## Your assignment
In the records below, take the line containing "#[derive(Debug, Clone, Copy, PartialEq, Eq, Default)]" and reproduce it and every subsequent line exactly, adding nothing.

Source records
════

//! Core types for spark-align.
//!
//! These types flow from the host adapter through the controller into the
//! aligner, and back out to the `on_align` callback.

use std::fmt;
use std::rc::Rc;
use std::str::FromStr;

use serde::{Deserialize, Deserializer, Serialize, Serializer};

use crate::error::AlignError;

// =============================================================================
// Cleanup Function
// =============================================================================

/// Cleanup function returned by subscriptions.
///
/// Call it to cancel the subscription and release its resources.
pub type Cleanup = Box<dyn FnOnce()>;

// =============================================================================
// Element handle
// =============================================================================

/// Handle to an element in the page document.
///
/// Handles are compared by identity. A handle stays valid until the element
/// is removed from the document; ids are never recycled within a document.
#[derive(Debug, Clone, Copy, PartialEq, Eq, Hash, PartialOrd, Ord)]
pub struct ElementId(pub usize);

impl fmt::Display for ElementId {
    fn fmt(&self, f: &mut fmt::Formatter<'_>) -> fmt::Result {
        write!(f, "#{}", self.0)
    }
}

// =============================================================================
// Rect
// =============================================================================

/// Axis-aligned box in page coordinates (pixels).
#[derive(Debug, Clone, Copy, PartialEq, Default, Serialize, Deserialize)]
pub struct Rect {
    pub x: f64,
    pub y: f64,
    pub width: f64,
    pub height: f64,
}

impl Rect {
    pub const fn new(x: f64, y: f64, width: f64, height: f64) -> Self {
        Self { x, y, width, height }
    }

    /// Zero-size rect at a point.
    pub const fn at(x: f64, y: f64) -> Self {
        Self::new(x, y, 0.0, 0.0)
    }

    pub fn right(&self) -> f64 {
        self.x + self.width
    }

    pub fn bottom(&self) -> f64 {
        self.y + self.height
    }

    /// Same size, moved to `(x, y)`.
    pub fn moved_to(&self, x: f64, y: f64) -> Self {
        Self::new(x, y, self.width, self.height)
    }
}

// =============================================================================
// Align points
// =============================================================================

/// Vertical part of an align point.
#[derive(Debug, Clone, Copy, PartialEq, Eq)]
pub enum Vertical {
    Top,
    Center,
    Bottom,
}

/// Horizontal part of an align point.
#[derive(Debug, Clone, Copy, PartialEq, Eq)]
pub enum Horizontal {
    Left,
    Center,
    Right,
}

/// Anchor on a box, written as two letters: vertical then horizontal.
///
/// `"tl"` is the top-left corner, `"bc"` the middle of the bottom edge,
/// `"cc"` the center.
#[derive(Debug, Clone, Copy, PartialEq, Eq)]
pub struct AlignPoint {
    pub vertical: Vertical,
    pub horizontal: Horizontal,
}

impl AlignPoint {
    pub const TOP_LEFT: Self = Self::new(Vertical::Top, Horizontal::Left);
    pub const BOTTOM_LEFT: Self = Self::new(Vertical::Bottom, Horizontal::Left);

    pub const fn new(vertical: Vertical, horizontal: Horizontal) -> Self {
        Self { vertical, horizontal }
    }

    /// Parse the two-letter form (`"tl"`, `"bc"`, ...).
    pub fn parse(s: &str) -> Result<Self, AlignError> {
        let mut chars = s.chars();
        let (Some(v), Some(h), None) = (chars.next(), chars.next(), chars.next()) else {
            return Err(AlignError::invalid_point(s));
        };

        let vertical = match v {
            't' => Vertical::Top,
            'c' => Vertical::Center,
            'b' => Vertical::Bottom,
            _ => return Err(AlignError::invalid_point(s)),
        };
        let horizontal = match h {
            'l' => Horizontal::Left,
            'c' => Horizontal::Center,
            'r' => Horizontal::Right,
            _ => return Err(AlignError::invalid_point(s)),
        };

        Ok(Self::new(vertical, horizontal))
    }

    /// Mirror left and right.
    pub fn flip_horizontal(self) -> Self {
        let horizontal = match self.horizontal {
            Horizontal::Left => Horizontal::Right,
            Horizontal::Right => Horizontal::Left,
            Horizontal::Center => Horizontal::Center,
        };
        Self { horizontal, ..self }
    }

    /// Mirror top and bottom.
    pub fn flip_vertical(self) -> Self {
        let vertical = match self.vertical {
            Vertical::Top => Vertical::Bottom,
            Vertical::Bottom => Vertical::Top,
            Vertical::Center => Vertical::Center,
        };
        Self { vertical, ..self }
    }

    /// Position of this anchor on `rect`.
    pub fn anchor_in(self, rect: &Rect) -> (f64, f64) {
        let x = match self.horizontal {
            Horizontal::Left => rect.x,
            Horizontal::Center => rect.x + rect.width / 2.0,
            Horizontal::Right => rect.right(),
        };
        let y = match self.vertical {
            Vertical::Top => rect.y,
            Vertical::Center => rect.y + rect.height / 2.0,
            Vertical::Bottom => rect.bottom(),
        };
        (x, y)
    }
}

impl FromStr for AlignPoint {
    type Err = AlignError;

    fn from_str(s: &str) -> Result<Self, Self::Err> {
        Self::parse(s)
    }
}

impl fmt::Display for AlignPoint {
    fn fmt(&self, f: &mut fmt::Formatter<'_>) -> fmt::Result {
        let v = match self.vertical {
            Vertical::Top => 't',
            Vertical::Center => 'c',
            Vertical::Bottom => 'b',
        };
        let h = match self.horizontal {
            Horizontal::Left => 'l',
            Horizontal::Center => 'c',
            Horizontal::Right => 'r',
        };
        write!(f, "{v}{h}")
    }
}

impl Serialize for AlignPoint {
    fn serialize<S: Serializer>(&self, serializer: S) -> Result<S::Ok, S::Error> {
        serializer.collect_str(self)
    }
}

impl<'de> Deserialize<'de> for AlignPoint {
    fn deserialize<D: Deserializer<'de>>(deserializer: D) -> Result<Self, D::Error> {
        let s = String::deserialize(deserializer)?;
        Self::parse(&s).map_err(serde::de::Error::custom)
    }
}

// =============================================================================
// Alignment spec
// =============================================================================

/// Overflow adjustment policy for one axis.
///
/// Hosts pass either a boolean or a number; a non-zero number enables the
/// axis the same way `true` does.
#[derive(Debug, Clone, Copy, PartialEq, Serialize, Deserialize)]
#[serde(untagged)]
pub enum Adjust {
    Flag(bool),
    Amount(f64),
}

impl Default for Adjust {
    fn default() -> Self {
        Adjust::Flag(false)
    }
}

impl Adjust {
    pub fn is_enabled(self) -> bool {
        match self {
            Adjust::Flag(enabled) => enabled,
            Adjust::Amount(amount) => amount != 0.0 && !amount.is_nan(),
        }
    }
}

/// Per-axis overflow adjustment.
#[derive(Debug, Clone, Copy, PartialEq, Default, Serialize, Deserialize)]
#[serde(rename_all = "camelCase", default)]
pub struct Overflow {
    pub adjust_x: Adjust,
    pub adjust_y: Adjust,
}

/// Declarative description of where the source goes relative to the target.
///
/// `points[0]` is the anchor on the source, `points[1]` the anchor on the
/// target. Offsets are in pixels. The `use_css_*` flags pick how a renderer
/// expresses the final position; they are passed through untouched.
#[derive(Debug, Clone, PartialEq, Serialize, Deserialize)]
#[serde(rename_all = "camelCase", default)]
pub struct AlignmentSpec {
    pub points: [AlignPoint; 2],
    pub offset: [f64; 2],
    pub target_offset: [f64; 2],
    pub overflow: Overflow,
    pub use_css_right: bool,
    pub use_css_bottom: bool,
    pub use_css_transform: bool,
}

impl Default for AlignmentSpec {
    fn default() -> Self {
        Self {
            points: [AlignPoint::TOP_LEFT, AlignPoint::BOTTOM_LEFT],
            offset: [0.0, 0.0],
            target_offset: [0.0, 0.0],
            overflow: Overflow::default(),
            use_css_right: false,
            use_css_bottom: false,
            use_css_transform: false,
        }
    }
}

impl AlignmentSpec {
    /// Spec with the given source/target anchors and everything else default.
    pub fn with_points(source: AlignPoint, target: AlignPoint) -> Self {
        Self {
            points: [source, target],
            ..Default::default()
        }
    }
}

// =============================================================================
// Targets
// =============================================================================

/// Fixed point target, viewport-relative (`client_*`) and/or
/// document-relative (`page_*`).
#[derive(Debug, Clone, Copy, PartialEq, Default, Serialize, Deserialize)]
#[serde(rename_all = "camelCase", default)]
pub struct TargetPoint {
    #[serde(skip_serializing_if = "Option::is_none")]
    pub client_x: Option<f64>,
    #[serde(skip_serializing_if = "Option::is_none")]
    pub client_y: Option<f64>,
    #[serde(skip_serializing_if = "Option::is_none")]
    pub page_x: Option<f64>,
    #[serde(skip_serializing_if = "Option::is_none")]
    pub page_y: Option<f64>,
}

impl TargetPoint {
    /// Document-relative point.
    pub fn page(x: f64, y: f64) -> Self {
        Self {
            page_x: Some(x),
            page_y: Some(y),
            ..Default::default()
        }
    }

    /// Viewport-relative point.
    pub fn client(x: f64, y: f64) -> Self {
        Self {
            client_x: Some(x),
            client_y: Some(y),
            ..Default::default()
        }
    }

    /// Page coordinates, when both are present and finite.
    pub fn page_pair(&self) -> Option<(f64, f64)> {
        finite_pair(self.page_x, self.page_y)
    }

    /// Client coordinates, when both are present and finite.
    pub fn client_pair(&self) -> Option<(f64, f64)> {
        finite_pair(self.client_x, self.client_y)
    }

    /// A point is usable when it has at least one complete, finite
    /// coordinate pair.
    pub fn validate(&self) -> Result<(), AlignError> {
        if self.page_pair().is_some() || self.client_pair().is_some() {
            Ok(())
        } else {
            Err(AlignError::MalformedPoint(*self))
        }
    }

    /// Document position. The page pair wins; client coordinates are
    /// converted with the given scroll offset.
    pub fn page_position(&self, scroll: (f64, f64)) -> Option<(f64, f64)> {
        self.page_pair()
            .or_else(|| self.client_pair().map(|(x, y)| (x + scroll.0, y + scroll.1)))
    }
}

fn finite_pair(x: Option<f64>, y: Option<f64>) -> Option<(f64, f64)> {
    match (x, y) {
        (Some(x), Some(y)) if x.is_finite() && y.is_finite() => Some((x, y)),
        _ => None,
    }
}

/// Resolver returning the current target element, if any.
pub type ElementResolver = Rc<dyn Fn() -> Option<ElementId>>;

/// The anchor the source is aligned against.
#[derive(Clone)]
pub enum Target {
    /// Element looked up through a resolver at every recomputation.
    Element(ElementResolver),
    /// Fixed point.
    Point(TargetPoint),
}

impl Target {
    pub fn element<F>(resolver: F) -> Self
    where
        F: Fn() -> Option<ElementId> + 'static,
    {
        Target::Element(Rc::new(resolver))
    }

    pub fn point(point: TargetPoint) -> Self {
        Target::Point(point)
    }
}

impl fmt::Debug for Target {
    fn fmt(&self, f: &mut fmt::Formatter<'_>) -> fmt::Result {
        match self {
            Target::Element(_) => f.write_str("Target::Element(<resolver>)"),
            Target::Point(point) => f.debug_tuple("Target::Point").field(point).finish(),
        }
    }
}

/// Outcome of resolving a [`Target`]. At most one side is set.
#[derive(Debug, Clone, Copy, PartialEq, Default)]
pub struct ResolvedTarget {
    pub element: Option<ElementId>,
    pub point: Option<TargetPoint>,
}

impl ResolvedTarget {
    pub fn is_empty(&self) -> bool {
        self.element.is_none() && self.point.is_none()
    }

    /// True when `other` would not require a new alignment.
    pub fn is_same_as(&self, other: &ResolvedTarget) -> bool {
        self.element == other.element && is_same_point(self.point.as_ref(), other.point.as_ref())
    }
}

/// Point equality used for change detection.
///
/// Two absent points are the same. A point appearing or disappearing is a
/// change. Two present points are compared on the pair that positions them:
/// the page pair when both have one, otherwise the client pair. Fields
/// outside that pair never count, so extra or non-finite leftovers do not
/// turn an unchanged point into a change.
pub fn is_same_point(prev: Option<&TargetPoint>, next: Option<&TargetPoint>) -> bool {
    match (prev, next) {
        (None, None) => true,
        (Some(prev), Some(next)) => match (prev.page_pair(), next.page_pair()) {
            (Some(a), Some(b)) => a == b,
            (None, None) => prev.client_pair() == next.client_pair(),
            _ => false,
        },
        _ => false,
    }
}

// =============================================================================
// Results
// =============================================================================

bitflags::bitflags! {
    /// Overflow adjustments applied during one alignment.
    #[derive(Debug, Clone, Copy, PartialEq, Eq, Default)]
    pub struct OverflowAdjust: u8 {
        const ADJUST_X = 1 << 0;
        const ADJUST_Y = 1 << 1;
    }
}

/// Output of one recomputation, handed verbatim to `on_align`.
#[derive(Debug, Clone, PartialEq)]
pub struct AlignResult {
    /// Anchors actually used (after any flips).
    pub points: [AlignPoint; 2],
    pub offset: [f64; 2],
    pub target_offset: [f64; 2],
    /// Which axes were flipped to stay inside the viewport.
    pub overflow: OverflowAdjust,
    /// Page position of the target anchor.
    pub anchor: (f64, f64),
    /// Final source box.
    pub rect: Rect,
}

════

## Written answer
    #[derive(Debug, Clone, Copy, PartialEq, Eq, Default)]
    pub struct OverflowAdjust: u8 {
        const ADJUST_X = 1 << 0;
        const ADJUST_Y = 1 << 1;
    }
}

/// Output of one recomputation, handed verbatim to `on_align`.
#[derive(Debug, Clone, PartialEq)]
pub struct AlignResult {
    /// Anchors actually used (after any flips).
    pub points: [AlignPoint; 2],
    pub offset: [f64; 2],
    pub target_offset: [f64; 2],
    /// Which axes were flipped to stay inside the viewport.
    pub overflow: OverflowAdjust,
    /// Page position of the target anchor.
    pub anchor: (f64, f64),
    /// Final source box.
    pub rect: Rect,
}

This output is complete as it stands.